***** AVAILABLE DATA

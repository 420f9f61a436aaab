//! Decay: refresh a state's ν_raw to reflect the passage of time over its
//! evidence, without touching the evidence itself (§4.6).

use crate::clock::Clock;
use crate::context::Context;
use crate::definedness::SemanticDefinednessProvider;
use crate::policy::Policy;
use crate::record::RefinementRecord;
use crate::state::State;

use super::{check_invariants, record, recompute_nu_raw, OperatorError, OperatorResult};

/// `Decay(state, policy, clock)` (§4.6). Distinct from [`super::penalty_decay`]:
/// this recomputes ν_raw against the aggregator's time-decayed evidence
/// weights; it never touches ν_penalties.
pub fn decay_refresh(
    mut state: State,
    context: &Context,
    provider: &dyn SemanticDefinednessProvider,
    policy: &Policy,
    clock: &dyn Clock,
) -> OperatorResult<(State, RefinementRecord)> {
    let before = state.clone();
    let now = clock.now();

    let (_, note) = recompute_nu_raw(&mut state, context, provider, policy, now);

    state.m.last_modified_time = now;
    state.m.history.push("Decay".to_string());

    if let Some(invariant) = check_invariants(&state, policy) {
        return Err(OperatorError::InvariantViolation {
            operator_name: "Decay",
            invariant,
            before_nu_raw: before.nu_raw,
            before_nu: before.nu(policy.penalty_mode),
        });
    }

    let rec = record(
        "Decay",
        now,
        &before,
        &state,
        policy.penalty_mode,
        Vec::new(),
        note.unwrap_or_default(),
    );
    Ok((state, rec))
}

**********

# DIRECTIONS FOR THIS TASK
Write out the records once more, precisely as they stand.

# ANSWER BELOW
repository 420f9f61a436aaab
//! Decay: refresh a state's ν_raw to reflect the passage of time over its
//! evidence, without touching the evidence itself (§4.6).

use crate::clock::Clock;
use crate::context::Context;
use crate::definedness::SemanticDefinednessProvider;
use crate::policy::Policy;
use crate::record::RefinementRecord;
use crate::state::State;

use super::{check_invariants, record, recompute_nu_raw, OperatorError, OperatorResult};

/// `Decay(state, policy, clock)` (§4.6). Distinct from [`super::penalty_decay`]:
/// this recomputes ν_raw against the aggregator's time-decayed evidence
/// weights; it never touches ν_penalties.
pub fn decay_refresh(
    mut state: State,
    context: &Context,
    provider: &dyn SemanticDefinednessProvider,
    policy: &Policy,
    clock: &dyn Clock,
) -> OperatorResult<(State, RefinementRecord)> {
    let before = state.clone();
    let now = clock.now();

    let (_, note) = recompute_nu_raw(&mut state, context, provider, policy, now);

    state.m.last_modified_time = now;
    state.m.history.push("Decay".to_string());

    if let Some(invariant) = check_invariants(&state, policy) {
        return Err(OperatorError::InvariantViolation {
            operator_name: "Decay",
            invariant,
            before_nu_raw: before.nu_raw,
            before_nu: before.nu(policy.penalty_mode),
        });
    }

    let rec = record(
        "Decay",
        now,
        &before,
        &state,
        policy.penalty_mode,
        Vec::new(),
        note.unwrap_or_default(),
    );
    Ok((state, rec))
}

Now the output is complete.